1. Appellant contends that the trial court erred in concluding the search was justified under the plain view doctrine. Because appellant enumerates as error only a Fourth Amendment claim, and not a state constitution claim, we only address whether appellant’s federal constitutional rights were violated by the warrantless search. State v. Camp, 175 Ga. App. 591, 593 (1) (333 SE2d 896) (1985). See also Lee v. State, 177 Ga. App. 698 (340 SE2d 658) (1986).
“ ‘[W]here the initial intrusion that brings the police within plain view of such an article [of incriminating evidence] is supported, not by a warrant but by one of the recognized exceptions to the warrant requirement, the seizure is . . . legitimate.’ The [plain view] doctrine will support a warrantless search and seizure if the agents are lawfully in position to obtain the view, the discovery is inadvertent, and the object viewed is immediately seen to be incriminating.” Mooney v. State, 243 Ga. 373, 383 (1) (254 SE2d 337) (1979).

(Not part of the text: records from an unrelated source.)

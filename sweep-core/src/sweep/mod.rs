//! Sweep scheduling over the (MCS x SNR) grid.
//!
//! ```text
//! Idle -> WarmingUp -> AwaitingEmulator -> Measuring -> Draining -> Cooldown
//!                            ^                                        |
//!                            +--------------- next point -------------+
//! ```
//!
//! The scheduler never touches sessions or the emulator directly. It emits
//! [`SweepCommand`]s that the orchestrator routes through the same session
//! request API the operator and the watchdog use, and it learns about
//! progress through [`poll`](SweepScheduler::poll) and the emulator
//! confirmation callbacks.

pub mod plan;
pub mod snr;

pub use plan::{MAX_MCS, MAX_TIERS, SnrRange, SweepCursor, SweepPlan, SweepPoint, Tier};
pub use snr::{InvalidSnr, Snr};

use alloc::string::String;
use alloc::vec::Vec;
use core::fmt;
use core::mem;
use core::time::Duration;

use crate::emulator::{ChannelType, DEFAULT_STABILIZATION_DELAY};
use crate::error::{EmulatorError, EngineError, SweepConfigError};
use crate::record::{MeasurementRecord, PacketSummary};
use crate::session::{Role, StartRequest, client_start, server_start};
use crate::time::{MonoInstant, earliest};

/// Measurement length passed to the client (`-t`).
pub const DEFAULT_MEASUREMENT_DURATION: Duration = Duration::from_secs(50);
/// Gap between starting the server and starting the client.
pub const DEFAULT_CLIENT_DELAY: Duration = Duration::from_millis(500);
/// Extra time after the measurement before teardown begins.
pub const DEFAULT_MEASUREMENT_GRACE: Duration = Duration::from_secs(5);
/// Settling time between consecutive points.
pub const DEFAULT_COOLDOWN: Duration = Duration::from_secs(5);

#[derive(Copy, Clone, Debug, Eq, PartialEq)]
pub struct SweepTiming {
    pub measurement: Duration,
    pub client_delay: Duration,
    pub grace: Duration,
    pub cooldown: Duration,
    pub stabilization: Duration,
}

impl Default for SweepTiming {
    fn default() -> Self {
        Self {
            measurement: DEFAULT_MEASUREMENT_DURATION,
            client_delay: DEFAULT_CLIENT_DELAY,
            grace: DEFAULT_MEASUREMENT_GRACE,
            cooldown: DEFAULT_COOLDOWN,
            stabilization: DEFAULT_STABILIZATION_DELAY,
        }
    }
}

/// Devices and channel profile a sweep runs against.
#[derive(Clone, Debug, Eq, PartialEq)]
pub struct SweepTargets {
    pub server_path: String,
    pub client_path: String,
    pub channel: ChannelType,
    pub use_emulator: bool,
}

/// Everything measured at one point, handed to the persistence sink.
#[derive(Clone, Debug, PartialEq)]
pub struct PointResult {
    pub point: SweepPoint,
    pub channel: ChannelType,
    pub records: Vec<MeasurementRecord>,
    pub sent: Option<u64>,
    pub received: Option<u64>,
}

/// Work the orchestrator carries out for the scheduler.
#[derive(Clone, Debug, PartialEq)]
pub enum SweepCommand {
    LaunchEmulator { snr: Snr, channel: ChannelType },
    PushSnr { snr: Snr, channel: ChannelType },
    StartSession(Role, StartRequest),
    StopSessions,
    Persist(PointResult),
    ShutdownEmulator,
}

/// Progress notifications recorded in telemetry.
#[derive(Copy, Clone, Debug, Eq, PartialEq)]
pub enum SweepEvent {
    Started { points: u32 },
    PointStarted(SweepPoint),
    PointMeasured { point: SweepPoint, records: u32 },
    Completed { points: u32 },
    Stopped { completed: u32 },
    Aborted(EmulatorError),
}

#[derive(Clone, Debug, PartialEq)]
pub enum SweepOutput {
    Command(SweepCommand),
    Event(SweepEvent),
}

/// Observable sweep phase.
#[derive(Copy, Clone, Debug, Eq, PartialEq)]
pub enum SweepPhase {
    Idle,
    WarmingUp,
    AwaitingEmulator,
    Measuring,
    Draining,
    Cooldown,
}

impl fmt::Display for SweepPhase {
    fn fmt(&self, f: &mut fmt::Formatter<'_>) -> fmt::Result {
        f.write_str(match self {
            SweepPhase::Idle => "idle",
            SweepPhase::WarmingUp => "warming-up",
            SweepPhase::AwaitingEmulator => "awaiting-emulator",
            SweepPhase::Measuring => "measuring",
            SweepPhase::Draining => "draining",
            SweepPhase::Cooldown => "cooldown",
        })
    }
}

/// Snapshot for status rendering.
#[derive(Copy, Clone, Debug, Eq, PartialEq)]
pub struct SweepStatus {
    pub phase: SweepPhase,
    pub point: Option<SweepPoint>,
    pub completed: u32,
    pub total: u32,
    pub records: usize,
}

#[derive(Copy, Clone, Debug)]
enum Phase<TInstant> {
    WarmingUp {
        until: TInstant,
    },
    AwaitingEmulator,
    Measuring {
        client_at: Option<TInstant>,
        until: Option<TInstant>,
    },
    Draining,
    Cooldown {
        until: TInstant,
    },
}

#[derive(Clone, Debug)]
struct ActiveSweep<TInstant> {
    plan: SweepPlan,
    targets: SweepTargets,
    cursor: SweepCursor,
    phase: Phase<TInstant>,
    records: Vec<MeasurementRecord>,
    sent: Option<u64>,
    received: Option<u64>,
    completed: u32,
}

impl<TInstant> ActiveSweep<TInstant> {
    fn point(&self) -> Option<SweepPoint> {
        self.plan.point(self.cursor)
    }

    fn accepts_measurements(&self) -> bool {
        matches!(self.phase, Phase::Measuring { .. } | Phase::Draining)
    }
}

/// Drives one sweep at a time.
pub struct SweepScheduler<TInstant> {
    timing: SweepTiming,
    active: Option<ActiveSweep<TInstant>>,
    discarded: u32,
    outputs: Vec<SweepOutput>,
}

Here, the police officer was lawfully in a position to view. The officer testified at the motion hearing that he peered into the vehicle parked in the public restaurant lot “since we had already found two automatic weapons on the subject, and I was looking in the vehicle to see if there was anything else, any larger weapons, or any other automatic weapons in the vehicle.” This was well within his authority and reasonable under the circumstances. Anyone could have looked in through the car window. From this position the officer was able to see “a pistol stock down in the driver sidedoor, there was a canvas gym bag laying in the floor . . . little film cans which many times is used to conceal narcotics, it is a little dark, plastic film case, and I can’t recall specifically, one or two little bitty roaches, but I can’t specifically say.” They were “in the console area of the vehicle.”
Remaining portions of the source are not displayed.